_EXERCISE GOAL_.
Search the entries below for "MessageRecord" and copy each matching line.

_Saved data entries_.
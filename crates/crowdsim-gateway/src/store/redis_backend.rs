//! Valkey/Redis-backed document persistence for simulations and messages.
//!
//! Simulation records are JSON string keys; messages are JSON entries in a
//! per-simulation list (append-only, insertion order preserved). An optional
//! TTL expires both.

use std::sync::Arc;

use anyhow::{Context, Result};
use redis::FromRedisValue;
use tokio::sync::Mutex;

use crate::config::load_runtime_settings;
use crate::observability::SimulationEvent;
use crate::simulation::{MessageRecord, SimulationRecord};

const DEFAULT_STORE_KEY_PREFIX: &str = "crowdsim:store";

#[derive(Debug, Clone)]
pub(crate) struct RedisDocumentConfig {
    pub(crate) url: String,
    pub(crate) key_prefix: String,
    pub(crate) ttl_secs: Option<u64>,
}

impl RedisDocumentConfig {
    pub(crate) fn from_env() -> Option<Self> {
        let settings = load_runtime_settings();
        let url = std::env::var("VALKEY_URL")
            .ok()
            .map(|v| v.trim().to_string())
            .filter(|v| !v.is_empty())
            .or_else(|| {
                settings
                    .store
                    .valkey_url
                    .as_deref()
                    .map(str::trim)
                    .map(str::to_string)
                    .filter(|v| !v.is_empty())
            })?;
        let key_prefix = std::env::var("CROWDSIM_STORE_KEY_PREFIX")
            .ok()
            .map(|v| v.trim().to_string())
            .filter(|v| !v.is_empty())
            .or_else(|| {
                settings
                    .store
                    .key_prefix
                    .as_deref()
                    .map(str::trim)
                    .map(str::to_string)
                    .filter(|v| !v.is_empty())
            })
            .unwrap_or_else(|| DEFAULT_STORE_KEY_PREFIX.to_string());
        let ttl_secs = match std::env::var("CROWDSIM_STORE_TTL_SECS") {
            Ok(raw) => match raw.parse::<u64>() {
                Ok(v) if v > 0 => Some(v),
                _ => {
                    tracing::warn!(
                        env_var = "CROWDSIM_STORE_TTL_SECS",
                        value = %raw,
                        "invalid store ttl env value; using settings/default"
                    );
                    settings.store.ttl_secs.filter(|v| *v > 0)
                }
            },
            Err(_) => settings.store.ttl_secs.filter(|v| *v > 0),
        };
        Some(Self {
            url,
            key_prefix,
            ttl_secs,
        })
    }
}

#[derive(Debug)]
pub(crate) struct RedisDocumentBackend {
    client: redis::Client,
    key_prefix: String,
    ttl_secs: Option<u64>,
    connection: Arc<Mutex<Option<redis::aio::MultiplexedConnection>>>,
}

impl RedisDocumentBackend {
    pub(crate) fn from_env() -> Option<Result<Self>> {
        let cfg = RedisDocumentConfig::from_env()?;
        Some(Self::new(cfg))
    }

    pub(crate) fn new(cfg: RedisDocumentConfig) -> Result<Self> {
        let client = redis::Client::open(cfg.url.as_str())
            .with_context(|| format!("invalid redis url for document store: {}", cfg.url))?;
        Ok(Self {
            client,
            key_prefix: cfg.key_prefix,
            ttl_secs: cfg.ttl_secs,
            connection: Arc::new(Mutex::new(None)),
        })
    }

    pub(crate) fn new_from_parts(
        url: String,
        key_prefix: Option<String>,
        ttl_secs: Option<u64>,
    ) -> Result<Self> {
        let prefix = key_prefix
            .map(|v| v.trim().to_string())
            .filter(|v| !v.is_empty())
            .unwrap_or_else(|| DEFAULT_STORE_KEY_PREFIX.to_string());
        Self::new(RedisDocumentConfig {
            url,
            key_prefix: prefix,
            ttl_secs: ttl_secs.filter(|value| *value > 0),
        })
    }

    pub(crate) fn key_prefix(&self) -> &str {
        &self.key_prefix
    }

    pub(crate) fn ttl_secs(&self) -> Option<u64> {
        self.ttl_secs
    }

    fn simulation_key(&self, simulation_id: &str) -> String {
        format!("{}:simulation:{}", self.key_prefix, simulation_id)
    }

    fn messages_key(&self, simulation_id: &str) -> String {
        format!("{}:messages:{}", self.key_prefix, simulation_id)
    }

    async fn ensure_connection(
        &self,
        connection: &mut Option<redis::aio::MultiplexedConnection>,
    ) -> Result<()> {
        if connection.is_some() {
            return Ok(());
        }
        *connection = Some(
            self.client
                .get_multiplexed_async_connection()
                .await
                .context("failed to open redis connection for document store")?,
        );
        tracing::debug!(
            event = SimulationEvent::StoreValkeyConnected.as_str(),
            key_prefix = %self.key_prefix,
            "valkey document store connected"
        );
        Ok(())
    }

    /// Run one command with a single reconnect retry on failure.
    async fn run_command<T, F>(&self, operation: &'static str, build: F) -> Result<T>
    where
        T: FromRedisValue + Send,
        F: Fn() -> redis::Cmd,
    {
        let mut last_err: Option<anyhow::Error> = None;
        for attempt in 0..2 {
            let mut conn_guard = self.connection.lock().await;
            self.ensure_connection(&mut conn_guard).await?;
            let conn = conn_guard
                .as_mut()
                .ok_or_else(|| anyhow::anyhow!("redis document store connection unavailable"))?;
            let cmd = build();
            let result: redis::RedisResult<T> = cmd.query_async(conn).await;
            match result {
                Ok(value) => {
                    if attempt > 0 {
                        tracing::debug!(
                            event = SimulationEvent::StoreCommandRetrySucceeded.as_str(),
                            operation,
                            "store command succeeded after reconnect"
                        );
                    }
                    return Ok(value);
                }
                Err(error) => {
                    // Drop the connection so the retry reconnects.
                    *conn_guard = None;
                    last_err = Some(
                        anyhow::Error::new(error)
                            .context(format!("redis command failed: {operation}")),
                    );
                }
            }
        }
        Err(last_err.unwrap_or_else(|| {
            anyhow::anyhow!("redis command failed without error detail: {operation}")
        }))
    }

    pub(crate) async fn save_simulation(&self, record: &SimulationRecord) -> Result<()> {
        let payload =
            serde_json::to_string(record).context("failed to serialize simulation record")?;
        let key = self.simulation_key(&record.id);
        let ttl_secs = self.ttl_secs;
        self.run_command::<(), _>("set_simulation", || {
            let mut cmd = redis::cmd("SET");
            cmd.arg(&key).arg(&payload);
            if let Some(ttl) = ttl_secs {
                cmd.arg("EX").arg(ttl);
            }
            cmd
        })
        .await
    }

    pub(crate) async fn save_message(&self, record: &MessageRecord) -> Result<()> {
        let payload =
            serde_json::to_string(record).context("failed to serialize message record")?;
        let key = self.messages_key(&record.simulation_id);
        let _len: i64 = self
            .run_command("rpush_message", || {
                let mut cmd = redis::cmd("RPUSH");
                cmd.arg(&key).arg(&payload);
                cmd
            })
            .await?;
        if let Some(ttl) = self.ttl_secs {
            let _set: i64 = self
                .run_command("expire_messages", || {
                    let mut cmd = redis::cmd("EXPIRE");
                    cmd.arg(&key).arg(ttl);
                    cmd
                })
                .await?;
        }
        Ok(())
    }

    pub(crate) async fn simulations(&self) -> Result<Vec<SimulationRecord>> {
        let pattern = format!("{}:simulation:*", self.key_prefix);
        let keys: Vec<String> = self
            .run_command("keys_simulations", || {
                let mut cmd = redis::cmd("KEYS");
                cmd.arg(&pattern);
                cmd
            })
            .await?;
        let mut records = Vec::with_capacity(keys.len());
        for key in keys {
            let raw: Option<String> = self
                .run_command("get_simulation", || {
                    let mut cmd = redis::cmd("GET");
                    cmd.arg(&key);
                    cmd
                })
                .await?;
            if let Some(raw) = raw {
                records.push(
                    serde_json::from_str(&raw)
                        .context("failed to deserialize simulation record")?,
                );
            }
        }
        records.sort_by(|a: &SimulationRecord, b| a.created_at.cmp(&b.created_at));
        Ok(records)
    }

    pub(crate) async fn messages_for(&self, simulation_id: &str) -> Result<Vec<MessageRecord>> {
        let key = self.messages_key(simulation_id);
        let raw: Vec<String> = self
            .run_command("lrange_messages", || {
                let mut cmd = redis::cmd("LRANGE");
                cmd.arg(&key).arg(0).arg(-1);
                cmd
            })
            .await?;
        raw.iter()
            .map(|entry| {
                serde_json::from_str(entry).context("failed to deserialize message record")
            })
            .collect()
    }
}
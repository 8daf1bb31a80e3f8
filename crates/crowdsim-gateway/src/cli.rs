use std::path::PathBuf;

use clap::{Parser, Subcommand};

#[derive(Parser)]
#[command(name = "crowdsim-gateway")]
#[command(about = "Synthetic focus-group simulation: personas react to a product over an LLM.")]
pub(crate) struct Cli {
    /// Override config directory (user settings home).
    #[arg(long, global = true)]
    pub(crate) conf: Option<PathBuf>,

    #[command(subcommand)]
    pub(crate) command: Command,
}

#[derive(Subcommand)]
pub(crate) enum Command {
    /// Run HTTP server (POST /simulation). Default bind: 0.0.0.0:8080
    Gateway {
        /// Listen address (e.g. 0.0.0.0:8080)
        #[arg(long, default_value = "0.0.0.0:8080")]
        bind: String,

        /// Inter-turn delay in milliseconds (default from settings: 500)
        #[arg(long)]
        turn_delay_ms: Option<u64>,
    },
    /// Run one simulation from a JSON request file and print the conversation.
    Run {
        /// Path to the request JSON file.
        #[arg(long)]
        file: PathBuf,

        /// Inter-turn delay in milliseconds (default from settings: 500)
        #[arg(long)]
        turn_delay_ms: Option<u64>,
    },
}
//! Runtime settings loader.
//!
//! Loads and merges:
//! - System defaults: `<PRJ_ROOT>/conf/settings.yaml`
//! - User overrides:  `<config home>/crowdsim/settings.yaml`
//!
//! Merge precedence is user over system.

use std::path::{Path, PathBuf};
use std::sync::OnceLock;

use serde::Deserialize;

const DEFAULT_SYSTEM_SETTINGS_RELATIVE_PATH: &str = "conf/settings.yaml";
const DEFAULT_USER_SETTINGS_RELATIVE_PATH: &str = "crowdsim/settings.yaml";
const DEFAULT_CONFIG_HOME_RELATIVE_PATH: &str = ".config";
static CONFIG_HOME_OVERRIDE: OnceLock<PathBuf> = OnceLock::new();

#[derive(Debug, Clone, Default, Deserialize)]
pub struct RuntimeSettings {
    #[serde(default)]
    pub llm: LlmSettings,
    #[serde(default)]
    pub store: StoreSettings,
    #[serde(default)]
    pub simulation: SimulationSettings,
}

/// Inference endpoint settings; env vars win over these.
#[derive(Debug, Clone, Default, Deserialize)]
pub struct LlmSettings {
    pub inference_url: Option<String>,
    pub model: Option<String>,
    pub api_key: Option<String>,
}

/// Document store settings; `VALKEY_URL` env wins over `valkey_url`.
#[derive(Debug, Clone, Default, Deserialize)]
pub struct StoreSettings {
    pub valkey_url: Option<String>,
    pub key_prefix: Option<String>,
    pub ttl_secs: Option<u64>,
}

#[derive(Debug, Clone, Default, Deserialize)]
pub struct SimulationSettings {
    pub turn_delay_ms: Option<u64>,
}

impl RuntimeSettings {
    fn merge(self, overlay: Self) -> Self {
        Self {
            llm: self.llm.merge(overlay.llm),
            store: self.store.merge(overlay.store),
            simulation: self.simulation.merge(overlay.simulation),
        }
    }
}

impl LlmSettings {
    fn merge(self, overlay: Self) -> Self {
        Self {
            inference_url: overlay.inference_url.or(self.inference_url),
            model: overlay.model.or(self.model),
            api_key: overlay.api_key.or(self.api_key),
        }
    }
}

impl StoreSettings {
    fn merge(self, overlay: Self) -> Self {
        Self {
            valkey_url: overlay.valkey_url.or(self.valkey_url),
            key_prefix: overlay.key_prefix.or(self.key_prefix),
            ttl_secs: overlay.ttl_secs.or(self.ttl_secs),
        }
    }
}

impl SimulationSettings {
    fn merge(self, overlay: Self) -> Self {
        Self {
            turn_delay_ms: overlay.turn_delay_ms.or(self.turn_delay_ms),
        }
    }
}

/// Override the user config home (CLI `--conf`). First caller wins; later
/// calls are ignored.
pub fn set_config_home_override(path: PathBuf) {
    let _ = CONFIG_HOME_OVERRIDE.set(path);
}

fn project_root() -> PathBuf {
    std::env::var("PRJ_ROOT")
        .ok()
        .map(|value| value.trim().to_string())
        .filter(|value| !value.is_empty())
        .map(PathBuf::from)
        .unwrap_or_else(|| std::env::current_dir().unwrap_or_else(|_| PathBuf::from(".")))
}

fn config_home() -> PathBuf {
    if let Some(overridden) = CONFIG_HOME_OVERRIDE.get() {
        return overridden.clone();
    }
    std::env::var("XDG_CONFIG_HOME")
        .ok()
        .map(|value| value.trim().to_string())
        .filter(|value| !value.is_empty())
        .map(PathBuf::from)
        .unwrap_or_else(|| {
            let home = std::env::var("HOME")
                .ok()
                .map(PathBuf::from)
                .unwrap_or_else(|| PathBuf::from("."));
            home.join(DEFAULT_CONFIG_HOME_RELATIVE_PATH)
        })
}

fn load_settings_file(path: &Path) -> Option<RuntimeSettings> {
    let raw = std::fs::read_to_string(path).ok()?;
    match serde_yaml::from_str(&raw) {
        Ok(settings) => Some(settings),
        Err(error) => {
            tracing::warn!(
                path = %path.display(),
                %error,
                "failed to parse settings file; ignoring it"
            );
            None
        }
    }
}

/// Load and merge system and user settings from their default locations.
pub fn load_runtime_settings() -> RuntimeSettings {
    let system = project_root().join(DEFAULT_SYSTEM_SETTINGS_RELATIVE_PATH);
    let user = config_home().join(DEFAULT_USER_SETTINGS_RELATIVE_PATH);
    load_runtime_settings_from_paths(&system, &user)
}

/// Load and merge settings from explicit paths (user over system). Missing
/// or unparseable files fall back to defaults.
pub fn load_runtime_settings_from_paths(system: &Path, user: &Path) -> RuntimeSettings {
    let system_settings = load_settings_file(system).unwrap_or_default();
    let user_settings = load_settings_file(user).unwrap_or_default();
    system_settings.merge(user_settings)
}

_SOLUTION BELOW_.
use crate::simulation::{MessageRecord, SimulationRecord};
    pub(crate) async fn save_message(&self, record: &MessageRecord) -> Result<()> {
    pub(crate) async fn messages_for(&self, simulation_id: &str) -> Result<Vec<MessageRecord>> {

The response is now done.